Survey your local Christian bookstore or blog, and you’ll see different, overlapping, and sometimes contradictory definitions of terms like mission, missions, missional, and missionary from church and ministry leaders—voices otherwise aligned with one another theologically.
“Every Christian is either a missionary or an imposter,” Charles Spurgeon once said. Most agree with the quote at face value, but few are willing to dig deeper. While it is true that all believers have a role to play in the Great Commission, if every ministry activity is “missions,” then ultimately, nothing is.
I’ve written previously on common faulty views of evangelism. I believe we need to be asking similar questions about missions. What is missions? Better yet: what isn’t missions?
There are five aspects of the church’s work in the world that are frequently—and mistakenly—conflated with the missionary task. In surveying this list, let us humbly consider if we have been guilty of downgrading the biblical definition of missions in our own teaching, preaching, writing, and living.
1. Crossing Cultures
Missions inevitably involves crossing a cultural chasm, whether great or small, linguistic or socioeconomic. But simply shifting one’s ministry or work into a new language or cultural setting does not suffice to christen one’s activity “missions.” What do I mean?
A good example of this would be a church program focusing on teaching English as a second language (TESL). Providing English classes can be a great relational bridge-builder with expats and refugees, leading to evangelism and eventual church-planting efforts. But an English program alone isn’t truly missional unless intentional evangelism and disciple-making is occurring, with the goal of long-term church planting or strengthening. This is true regardless of how many immigrants are now visiting your church property on a weekly basis who wouldn’t have been there otherwise.
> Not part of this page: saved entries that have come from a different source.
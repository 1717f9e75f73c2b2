use serde::{Deserialize, Serialize};
use std::cell::RefCell;

///
/// EventState
/// Ephemeral, in-memory counters and simple perf totals for GROUP BY runs.
///

#[derive(Clone, Debug, Default, Deserialize, Serialize)]
pub(crate) struct EventState {
    pub(crate) ops: EventOps,
    pub(crate) perf: EventPerf,
}

///
/// EventOps
///

#[derive(Clone, Debug, Default, Deserialize, Eq, PartialEq, Serialize)]
pub struct EventOps {
    // Executor entrypoints
    pub group_by_calls: u64,
    pub fast_path_runs: u64,
    pub stopped_early: u64,

    // Rows and groups
    pub rows_scanned: u64,
    pub rows_hashed: u64,
    pub groups_emitted: u64,

    // Hash table pressure
    pub hash_evictions: u64,
    pub hash_evicted_bytes: u64,
    pub selectivity_aborts: u64,

    // Spill reconciliation
    pub spill_records_in: u64,
    pub spill_records_out: u64,
}

///
/// EventPerf
///

#[derive(Clone, Debug, Default, Deserialize, Eq, PartialEq, Serialize)]
pub struct EventPerf {
    // Wall-clock totals per GROUP BY invocation
    pub group_by_micros_total: u128,

    // Maximum observed invocation duration
    pub group_by_micros_max: u64,
}

///
/// EventReport
/// Point-in-time copy of the metrics counters.
///

#[derive(Clone, Debug, Default, Deserialize, Eq, PartialEq, Serialize)]
pub struct EventReport {
    pub ops: EventOps,
    pub perf: EventPerf,
}

thread_local! {
    static EVENT_STATE: RefCell<EventState> = RefCell::new(EventState::default());
}

/// Borrow metrics immutably.
pub(crate) fn with_state<R>(f: impl FnOnce(&EventState) -> R) -> R {
    EVENT_STATE.with(|m| f(&m.borrow()))
}

/// Borrow metrics mutably.
pub(crate) fn with_state_mut<R>(f: impl FnOnce(&mut EventState) -> R) -> R {
    EVENT_STATE.with(|m| f(&mut m.borrow_mut()))
}

/// Reset all counters and perf totals.
pub(crate) fn reset_all() {
    with_state_mut(|m| *m = EventState::default());
}

/// Accumulate a duration and track a max.
#[allow(clippy::missing_const_for_fn)]
pub(crate) fn add_duration(total: &mut u128, max: &mut u64, delta: u64) {
    *total = total.saturating_add(u128::from(delta));
    if delta > *max {
        *max = delta;
    }
}

/// Build a point-in-time report of the current counters.
#[must_use]
pub(crate) fn report() -> EventReport {
    with_state(|m| EventReport {
        ops: m.ops.clone(),
        perf: m.perf.clone(),
    })
}

///
/// TESTS
///
mod cbor;

use crate::error::{ErrorClass, ErrorOrigin, InternalError};
use serde::{Serialize, de::DeserializeOwned};
use thiserror::Error as ThisError;

///
/// SerializeError
///

#[derive(Debug, ThisError)]
pub enum SerializeError {
    #[error("serialize error: {0}")]
    Serialize(String),
    #[error("deserialize error: {0}")]
    Deserialize(String),
    #[error("payload of {len} bytes exceeds limit of {limit} bytes")]
    PayloadTooLarge { len: usize, limit: usize },
}

impl From<SerializeError> for InternalError {
    fn from(err: SerializeError) -> Self {
        Self::new(
            ErrorClass::Serialization,
            ErrorOrigin::Serialize,
            err.to_string(),
        )
    }
}

/// Serialize a value into the spill record encoding.
pub fn serialize<T>(ty: &T) -> Result<Vec<u8>, SerializeError>
where
    T: Serialize,
{
    cbor::serialize(ty)
}

/// Deserialize a value produced by [`serialize`], rejecting payloads larger
/// than `limit` bytes before decode.
pub fn deserialize_bounded<T>(bytes: &[u8], limit: usize) -> Result<T, SerializeError>
where
    T: DeserializeOwned,
{
    cbor::deserialize(bytes, limit)
}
I draw my definition of missions largely from the Pauline model set forward in Romans 15:19-21. Unless one is taking specific steps in preaching the gospel, making disciples, and multiplying the number of capably-led churches, the mere act of crossing cultures does not constitute missions in this apostolic sense.
Crossing into a new culture is the first step of the missionary task, but it isn’t the only step.
2. Crossing Borders
We often settle for a definition of missions that is purely geographic. Many churches tend to equate member relocation with missionary sending.
I recently hear the story of one church that “commissioned” a few of its members to join another nearby congregation. These members called themselves “missionaries” for one reason only—so that they could return to the home church and vote during congregational meetings. Apart from this, these members weren’t truly operating as missionaries at all.
This might seem like an extreme case, but we’re often tempted to do the same thing in our own settings—for instance, when a college student decides to study abroad for a semester, a businessman is relocated to Asia for a year, or a family chooses to spend six months in Mexico to facilitate an adoption. Should the church pray for such travelers and encourage them to seek disciple-making opportunities? Absolutely. Might God lead many of them to join established missionary teams? Without a doubt. But these individuals should not be automatically considered missionaries. In each of these situations, it’s tempting to celebrate such people as missionaries, but we can only do so if their ministry work is clearly and biblically defined.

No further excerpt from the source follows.